For site staff
ACCORD is open to hospitalised adult patients (18+ years of age) with a confirmed infection by
SARS-CoV-2, the virus that causes COVID-19.
Documents to download:
Frequently asked questions
How many arms are there on the trial?
Currently there are 4 arms being recruited to; 002 – Bencentinib, 003 – MEDI3506, 004 – Acalabrutinib and 006 – Zilucoplan.
Arm 005 has had some start-up work completed by sites but is not being pursued at this time and there is a committee that reviews other drugs that may be of interest to the ACCORD platform.
Do sites only have the option to take part in one arm?
No, sites can open two arms at the moment. IQVIA colleagues have worked hard with new and existing sites to open arm 003 and arm 006 at as many hospitals as possible due to a re-focus on enrolment for the study.
Who is running the study?
The study is being run in a new hybrid for non-commercial research as there are many stakeholders.
Funding is provided by UK Research and Innovation (UKRI) who are a national funding agency, the study is sponsored by University Hospitals Southampton, where the CI Tom Wilkinson is based. IQVIA are supporting many of the operational site tasks including site set-up, monitoring and data management.
We don’t have the patient population at the moment, will we be penalised?
Absolutely not. The ACCORD platform team are well aware that numbers on incidence are falling everywhere in the UK and the NIHR have scrapped metrics for the time being which sites have found a help in lifting some of the usual pressures. We hope to have sites open and prepped in case on local incidence and also any surges that may occur.
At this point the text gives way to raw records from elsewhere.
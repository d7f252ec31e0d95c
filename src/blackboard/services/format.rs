//! Token-budgeted rendering of the blackboard for prompts.

use super::{BlackboardResult, SharedBlackboard};
use crate::agent::TaskId;
use crate::blackboard::{
    domain::{BlackboardEntry, ConfidenceTier},
    ports::BlackboardStore,
};
use mockable::Clock;

/// First line of every rendered block.
pub const PROMPT_HEADER: &str = "## Shared Team Context";

/// Appended, on its own line, whenever content was cut to fit the budget.
pub const TRUNCATION_MARKER: &str = "[truncated]";

impl<B, C> SharedBlackboard<B, C>
where
    B: BlackboardStore,
    C: Clock + Send + Sync,
{
    /// Renders the task's entries grouped by confidence tier, cut to about
    /// `max_tokens` tokens.
    ///
    /// The character budget is `chars_per_token * max_tokens`. Output never
    /// exceeds that budget plus the length of [`TRUNCATION_MARKER`], and
    /// carries the marker exactly when content was cut. A task with no
    /// entries renders as an empty string.
    ///
    /// # Errors
    ///
    /// Returns [`BlackboardError::Store`](super::BlackboardError::Store)
    /// when the store fails.
    pub fn format_for_prompt(
        &self,
        task_id: &TaskId,
        max_tokens: usize,
    ) -> BlackboardResult<String> {
        let entries = self.read_all(task_id, None)?;
        if entries.is_empty() {
            return Ok(String::new());
        }
        let rendered = render(&entries);
        Ok(fit_to_budget(rendered, self.config.char_budget(max_tokens)))
    }

    /// [`SharedBlackboard::format_for_prompt`] with the configured default
    /// token budget.
    ///
    /// # Errors
    ///
    /// Returns [`BlackboardError::Store`](super::BlackboardError::Store)
    /// when the store fails.
    pub fn format_for_prompt_default(&self, task_id: &TaskId) -> BlackboardResult<String> {
        self.format_for_prompt(task_id, self.config.default_token_budget)
    }
}

fn render(entries: &[BlackboardEntry]) -> String {
    let mut block = String::from(PROMPT_HEADER);
    block.push('\n');
    for tier in ConfidenceTier::ALL {
        let mut section = entries
            .iter()
            .filter(|entry| entry.confidence().tier() == tier)
            .peekable();
        if section.peek().is_none() {
            continue;
        }
        block.push('\n');
        block.push_str(tier.label());
        block.push('\n');
        for entry in section {
            block.push_str(&format!(
                "- {}: {} ({}, {})\n",
                entry.key(),
                entry.display_value(),
                entry.agent(),
                entry.confidence()
            ));
        }
    }
    block
}

/// Cuts `text` to `budget` characters including the marker line.
fn fit_to_budget(mut text: String, budget: usize) -> String {
    if text.chars().count() <= budget {
        return text;
    }
    let keep = budget.saturating_sub(1);
    if keep == 0 {
        return TRUNCATION_MARKER.to_owned();
    }
    let cut = text
        .char_indices()
        .nth(keep)
        .map_or(text.len(), |(index, _)| index);
    text.truncate(cut);
    text.push('\n');
    text.push_str(TRUNCATION_MARKER);
    text
}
Our patient is unsure about taking part in research, what can I do?
The NIHR website have some fantastic videos about COVID -19 research and consent that you could share to explain things further.
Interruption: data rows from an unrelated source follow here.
//! In-memory negotiation repository.

use std::collections::HashMap;
use std::sync::{Arc, RwLock, RwLockReadGuard, RwLockWriteGuard};

use crate::agent::TaskId;
use crate::negotiation::{
    domain::{NegotiationId, NegotiationSession},
    ports::{NegotiationRepository, NegotiationRepositoryError, NegotiationRepositoryResult},
};

/// Thread-safe in-memory negotiation repository.
#[derive(Debug, Clone, Default)]
pub struct InMemoryNegotiationRepository {
    state: Arc<RwLock<SessionTable>>,
}

#[derive(Debug, Default)]
struct SessionTable {
    sessions: HashMap<NegotiationId, NegotiationSession>,
    task_index: HashMap<TaskId, Vec<NegotiationId>>,
}

impl InMemoryNegotiationRepository {
    /// Creates an empty repository.
    #[must_use]
    pub fn new() -> Self {
        Self::default()
    }

    fn read(&self) -> NegotiationRepositoryResult<RwLockReadGuard<'_, SessionTable>> {
        self.state.read().map_err(|err| {
            NegotiationRepositoryError::persistence(std::io::Error::other(err.to_string()))
        })
    }

    fn write(&self) -> NegotiationRepositoryResult<RwLockWriteGuard<'_, SessionTable>> {
        self.state.write().map_err(|err| {
            NegotiationRepositoryError::persistence(std::io::Error::other(err.to_string()))
        })
    }
}

impl NegotiationRepository for InMemoryNegotiationRepository {
    fn insert(&self, session: NegotiationSession) -> NegotiationRepositoryResult<()> {
        let mut table = self.write()?;
        let id = session.id();
        if table.sessions.contains_key(&id) {
            return Err(NegotiationRepositoryError::DuplicateSession(id));
        }
        table
            .task_index
            .entry(session.task_id().clone())
            .or_default()
            .push(id);
        table.sessions.insert(id, session);
        Ok(())
    }

    fn find_by_id(
        &self,
        id: NegotiationId,
    ) -> NegotiationRepositoryResult<Option<NegotiationSession>> {
        Ok(self.read()?.sessions.get(&id).cloned())
    }

    fn find_by_task(
        &self,
        task_id: &TaskId,
    ) -> NegotiationRepositoryResult<Vec<NegotiationSession>> {
        let table = self.read()?;
        Ok(table
            .task_index
            .get(task_id)
            .map(|ids| {
                ids.iter()
                    .filter_map(|id| table.sessions.get(id).cloned())
                    .collect()
            })
            .unwrap_or_default())
    }

    fn update<F, T>(&self, id: NegotiationId, apply: F) -> NegotiationRepositoryResult<Option<T>>
    where
        F: FnOnce(&mut NegotiationSession) -> T,
    {
        let mut table = self.write()?;
        Ok(table.sessions.get_mut(&id).map(apply))
    }

    fn clear_task(&self, task_id: &TaskId) -> NegotiationRepositoryResult<usize> {
        let mut table = self.write()?;
        let ids = table.task_index.remove(task_id).unwrap_or_default();
        for id in &ids {
            table.sessions.remove(id);
        }
        Ok(ids.len())
    }

    fn clear(&self) -> NegotiationRepositoryResult<()> {
        *self.write()? = SessionTable::default();
        Ok(())
    }
}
What if my patient doesn’t read or understand English well enough?
We are presently having all the patient information sheet’s translated into 12 different languages. Advice on the languages required for translations was taken from sites but if you feel we have missed an important one for your area please let your CRA know.
What can we do to consent a patient if we have poor connection on wards?
Paper Patient Information Sheet (PIS) is the only other option at this time but the recent amendment to study documents has now made this a much shorter document and so hopefully more patient friendly.
My patient is put off by the amount of blood needed to be taken, what can I do?
The CI’s on the sub-protocols have stated that only the safety blood work is absolutely necessary. The research blood work is a “nice to have” and if a patient is put off by the amount of blood they are being asked to give then the research samples need not be taken.
Which other studies can we co-enrol to?
Presently Recovery-RS and 2 arms of REMAP-CAP have agreements for co-enrolment. Should other options be agreed in the future the information will be cascaded to each site.